**DATA RECORDS**

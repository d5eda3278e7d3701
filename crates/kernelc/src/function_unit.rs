//! The Function Unit (§3 Data Model, §4.7, §6): the root entity that ties
//! source intake, type inference, dependency analysis, declaration
//! tracking and the generic walker together into the object a backend
//! transpiles.

use ahash::AHashMap;
use indexmap::IndexMap;
use serde::{Deserialize, Serialize};

use crate::declarations::DeclarationTable;
use crate::dependency::{self, DependencyAnalysis};
use crate::errors::{ConfigError, ShapeError, SourceSpan, TranspileError};
use crate::expressions::{Expr, ExprLoc, FunctionNode, Node, NodeLoc, VariableDeclarator};
use crate::intern::{Interner, StringId};
use crate::oracle::{CalledFunctionArguments, TypeOracle};
use crate::parse;
use crate::types::Type;
use crate::walker::{Backend, TraversalStateStack, VariableNameCounter, IN_FOR_LOOP_INIT};

/// Either a textual function definition or a pre-built AST (§4.1).
pub enum Source {
    Text(String),
    Ast { node: FunctionNode, interner: Interner },
}

/// Construction-time configuration (§6). Every field is applied only when
/// provided; omitted collection fields default to empty.
#[derive(Debug, Clone, Default)]
pub struct FunctionUnitConfig {
    pub name: Option<String>,
    pub is_root_kernel: bool,
    pub is_sub_kernel: bool,
    pub debug: bool,
    pub constants: IndexMap<String, serde_json::Value>,
    pub constant_types: IndexMap<String, Type>,
    pub argument_names: Vec<String>,
    pub argument_types: Vec<Option<Type>>,
    pub argument_sizes: Vec<Option<u32>>,
    pub output: Vec<u32>,
    pub loop_max_iterations: Option<u32>,
    pub return_type: Option<Type>,
}

/// Whether a source was textual (and so reconstructible from `settings`
/// alone) or a pre-built AST (reconstructible only via [`FunctionUnitSnapshot`]).
#[derive(Debug, Clone, Serialize, Deserialize)]
pub enum SourceSetting {
    Text(String),
    PrebuiltAst,
}

/// The serializable, backend-agnostic half of a function unit's state
/// (§6 "toJSON"). Round-tripping through [`FunctionUnit::from_settings`]
/// is well-defined for `Text` sources; `PrebuiltAst` sources need the
/// full [`FunctionUnitSnapshot`] instead, since the ast itself isn't text.
#[derive(Debug, Clone, Serialize, Deserialize)]
pub struct FunctionUnitSettings {
    pub source: SourceSetting,
    pub name: String,
    pub is_root_kernel: bool,
    pub is_sub_kernel: bool,
    pub debug: bool,
    pub constants: IndexMap<String, serde_json::Value>,
    pub constant_types: IndexMap<String, Type>,
    pub argument_names: Vec<String>,
    pub argument_types: Vec<Option<Type>>,
    pub argument_sizes: Vec<Option<u32>>,
    pub output: Vec<u32>,
    pub loop_max_iterations: Option<u32>,
    pub return_type: Type,
}

/// A full, backend-agnostic snapshot: settings plus the already-lowered
/// ast and the interner its identifiers resolve against. Reconstructing
/// from a snapshot never re-parses source text.
#[derive(Debug, Clone, Serialize, Deserialize)]
pub struct FunctionUnitSnapshot {
    pub ast: FunctionNode,
    pub interner: Interner,
    pub settings: FunctionUnitSettings,
}
//! Structured extraction of a recognized member-expression signature
//! (§4.8): given a signature already matched by [`crate::signature`],
//! pulls out the underlying name, origin, index sub-expressions and
//! resolved type.

use crate::errors::ShapeError;
use crate::expressions::{Expr, ExprLoc, MemberProp};
use crate::intern::{Interner, StringId};
use crate::signature::{self, Signature, CHANNEL_PROPERTIES};
use crate::types::{indexed_element_type, Type, MATH_CONSTANTS};

#[derive(Debug, Clone, Copy, PartialEq, Eq)]
pub enum MemberOrigin {
    User,
    Constants,
    Math,
}

#[derive(Debug, Clone, Copy, PartialEq, Eq)]
enum ThisSuffix {
    Thread,
    Output,
    Constants,
}

#[derive(Debug, Clone)]
pub struct MemberDescriptor {
    pub name: Option<StringId>,
    pub origin: MemberOrigin,
    pub signature: Signature,
    pub ty: Type,
    pub x_property: Option<ExprLoc>,
    pub y_property: Option<ExprLoc>,
    pub z_property: Option<ExprLoc>,
    /// The vector-channel letter, set only for `value.value` descriptors
    /// whose trailing property is one of `x y z r g b a`.
    pub property: Option<char>,
}

struct ChainInfo {
    base_identifier: Option<StringId>,
    is_call: bool,
    this_suffix: Option<ThisSuffix>,
    value_name: Option<StringId>,
    indices: Vec<ExprLoc>,
}

fn gather(expr: &Expr, interner: &Interner) -> ChainInfo {
    match expr {
        Expr::This => ChainInfo {
            base_identifier: None,
            is_call: false,
            this_suffix: None,
            value_name: None,
            indices: Vec::new(),
        },
        Expr::Identifier(name) => ChainInfo {
            base_identifier: Some(*name),
            is_call: false,
            this_suffix: None,
            value_name: None,
            indices: Vec::new(),
        },
        Expr::Call { callee, .. } => {
            let name = match &callee.expr {
                Expr::Identifier(name) => Some(*name),
                _ => None,
            };
            ChainInfo {
                base_identifier: name,
                is_call: true,
                this_suffix: None,
                value_name: None,
                indices: Vec::new(),
            }
        }
        Expr::Member { object, property: MemberProp::Computed(index), computed: true } => {
            let mut info = gather(&object.expr, interner);
            info.indices.push((**index).clone());
            info
        }
        Expr::Member { object, property: MemberProp::Name(name), computed: false } => {
            let mut info = gather(&object.expr, interner);
            match interner.resolve(*name) {
                "constants" => info.this_suffix = Some(ThisSuffix::Constants),
                "thread" => info.this_suffix = Some(ThisSuffix::Thread),
                "output" => info.this_suffix = Some(ThisSuffix::Output),
                _ => {
                    if info.value_name.is_none() {
                        info.value_name = Some(*name);
                    }
                }
            }
            info
        }
        _ => ChainInfo {
            base_identifier: None,
            is_call: false,
            this_suffix: None,
            value_name: None,
            indices: Vec::new(),
        },
    }
}

fn peel(mut ty: Type, times: u32) -> Option<Type> {
    for _ in 0..times {
        ty = indexed_element_type(ty)?;
    }
    Some(ty)
}

/// Decomposes `expr` into a structured descriptor.
///
/// `identifier_type`, `constant_type` and `call_return_type` resolve the
/// root type for, respectively, a plain identifier base, a
/// `this.constants.<name>` base, and a `fn()` call origin; the oracle is
/// responsible for supplying these since it alone knows about argument
/// back-propagation and math-intrinsic/`lookupReturnType` resolution.
pub fn decompose(
    expr: &ExprLoc,
    interner: &Interner,
    identifier_type: impl Fn(StringId) -> Option<Type>,
    constant_type: impl Fn(StringId) -> Option<Type>,
    call_return_type: impl Fn(StringId) -> Option<Type>,
) -> Result<MemberDescriptor, ShapeError> {
    let span = expr.span.clone();
    let sig = signature::recognize(expr, interner).ok_or_else(|| {
        ShapeError::unrecognized_signature(format!("{:?}", expr.expr), span.clone())
    })?;
    let info = gather(&expr.expr, interner);

    if matches!(sig, Signature::ValueDotValue) {
        if let Some(base) = info.base_identifier {
            if interner.resolve(base) == "Math" {
                let const_name = info
                    .value_name
                    .ok_or_else(|| ShapeError::unrecognized_signature(sig.as_str(), span.clone()))?;
                let text = interner.resolve(const_name);
                if !MATH_CONSTANTS.contains(&text) {
                    return Err(ShapeError::unknown_constant(text, span));
                }
                return Ok(MemberDescriptor {
                    name: Some(const_name),
                    origin: MemberOrigin::Math,
                    signature: sig,
                    ty: Type::Number,
                    x_property: None,
                    y_property: None,
                    z_property: None,
                    property: None,
                });
            }
        }
    }

    let name = if info.this_suffix.is_some() || info.base_identifier.is_none() {
        info.value_name
    } else {
        info.base_identifier
    };

    let origin = if info.this_suffix == Some(ThisSuffix::Constants) {
        MemberOrigin::Constants
    } else {
        MemberOrigin::User
    };

    let depth = match sig {
        Signature::Value
        | Signature::ValueDotValue
        | Signature::ThisThreadValue
        | Signature::ThisOutputValue
        | Signature::ThisConstantsValue => 0,
        Signature::ValueIndex1 | Signature::ThisConstantsValueIndex1 | Signature::FnIndex1 => 1,
        Signature::ValueIndex2 | Signature::ThisConstantsValueIndex2 | Signature::FnIndex2 => 2,
        Signature::ValueIndex3 | Signature::ThisConstantsValueIndex3 | Signature::FnIndex3 => 3,
    };

    let root_type = match sig {
        Signature::ThisThreadValue | Signature::ThisOutputValue => Some(Type::Integer),
        Signature::ThisConstantsValue
        | Signature::ThisConstantsValueIndex1
        | Signature::ThisConstantsValueIndex2
        | Signature::ThisConstantsValueIndex3 => {
            let name = name.ok_or_else(|| {
                ShapeError::unrecognized_signature(sig.as_str(), span.clone())
            })?;
            Some(
                constant_type(name)
                    .ok_or_else(|| ShapeError::unknown_constant(interner.resolve(name), span.clone()))?,
            )
        }
        Signature::FnIndex1 | Signature::FnIndex2 | Signature::FnIndex3 => {
            name.and_then(&call_return_type)
        }
        Signature::ValueDotValue => {
            info.base_identifier.and_then(&identifier_type)
        }
        Signature::Value | Signature::ValueIndex1 | Signature::ValueIndex2 | Signature::ValueIndex3 => {
            info.base_identifier.and_then(&identifier_type)
        }
    };

    let peel_depth = if matches!(sig, Signature::ValueDotValue) { 1 } else { depth };
    let ty = root_type
        .and_then(|ty| peel(ty, peel_depth))
        .ok_or_else(|| ShapeError::unrecognized_signature(sig.as_str(), span.clone()))?;

    let property = matches!(sig, Signature::ValueDotValue)
        .then(|| info.value_name)
        .flatten()
        .map(|id| interner.resolve(id))
        .filter(|text| CHANNEL_PROPERTIES.contains(text) && text.len() == 1)
        .map(|text| text.chars().next().expect("checked len == 1"));

    let mut indices = info.indices.into_iter();
    let x_property = indices.next();
    let y_property = indices.next();
    let z_property = indices.next();

    Ok(MemberDescriptor {
        name,
        origin,
        signature: sig,
        ty,
        x_property,
        y_property,
        z_property,
        property,
    })
}

#[cfg(test)]
mod tests {
    use super::*;
    use crate::expressions::Literal;

    fn ident(interner: &mut Interner, name: &str) -> ExprLoc {
        ExprLoc::new(Expr::Identifier(interner.intern(name)), None)
    }

    fn index(object: ExprLoc, value: i64) -> ExprLoc {
        ExprLoc::new(
            Expr::Member {
                object: Box::new(object),
                property: MemberProp::Computed(Box::new(ExprLoc::new(
                    Expr::Literal(Literal::Int(value)),
                    None,
                ))),
                computed: true,
            },
            None,
        )
    }

    #[test]
    fn plain_value_resolves_declared_type() {
        let mut interner = Interner::new();
        let expr = ident(&mut interner, "a");
        let descriptor = decompose(&expr, &interner, |_| Some(Type::Array), |_| None, |_| None).unwrap();
        assert_eq!(descriptor.origin, MemberOrigin::User);
        assert_eq!(descriptor.signature, Signature::Value);
        assert_eq!(descriptor.ty, Type::Array);
        assert!(descriptor.x_property.is_none());
    }

    #[test]
    fn indexed_value_peels_once() {
        let mut interner = Interner::new();
        let base = ident(&mut interner, "a");
        let expr = index(base, 3);
        let descriptor =
            decompose(&expr, &interner, |_| Some(Type::Array), |_| None, |_| None).unwrap();
        assert_eq!(descriptor.ty, Type::Number);
        assert!(matches!(descriptor.x_property.as_ref().unwrap().expr, Expr::Literal(Literal::Int(3))));
    }

    #[test]
    fn math_constant_member_is_math_origin() {
        let mut interner = Interner::new();
        let math = ident(&mut interner, "Math");
        let expr = ExprLoc::new(
            Expr::Member {
                object: Box::new(math),
                property: MemberProp::Name(interner.intern("PI")),
                computed: false,
            },
            None,
        );
        let descriptor = decompose(&expr, &interner, |_| None, |_| None, |_| None).unwrap();
        assert_eq!(descriptor.origin, MemberOrigin::Math);
        assert_eq!(descriptor.ty, Type::Number);
        assert!(descriptor.x_property.is_none());
    }

    #[test]
    fn unrecognized_math_member_is_unknown_constant() {
        let mut interner = Interner::new();
        let math = ident(&mut interner, "Math");
        let expr = ExprLoc::new(
            Expr::Member {
                object: Box::new(math),
                property: MemberProp::Name(interner.intern("TAU")),
                computed: false,
            },
            None,
        );
        let err = decompose(&expr, &interner, |_| None, |_| None, |_| None).unwrap_err();
        assert!(matches!(err, ShapeError::UnknownConstant { .. }));
    }

    #[test]
    fn missing_constant_type_is_fatal() {
        let mut interner = Interner::new();
        let this = ExprLoc::new(Expr::This, None);
        let constants = ExprLoc::new(
            Expr::Member {
                object: Box::new(this),
                property: MemberProp::Name(interner.intern("constants")),
                computed: false,
            },
            None,
        );
        let weight = ExprLoc::new(
            Expr::Member {
                object: Box::new(constants),
                property: MemberProp::Name(interner.intern("weight")),
                computed: false,
            },
            None,
        );
        let err = decompose(&weight, &interner, |_| None, |_| None, |_| None).unwrap_err();
        assert!(matches!(err, ShapeError::UnknownConstant { .. }));
    }
}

**DIRECTIONS FOR THIS TASK**
Only lines containing the string "enum" belong in the answer; find them in the data above and copy them.

**REPLY**
pub enum Source {
pub enum SourceSetting {
pub enum MemberOrigin {
enum ThisSuffix {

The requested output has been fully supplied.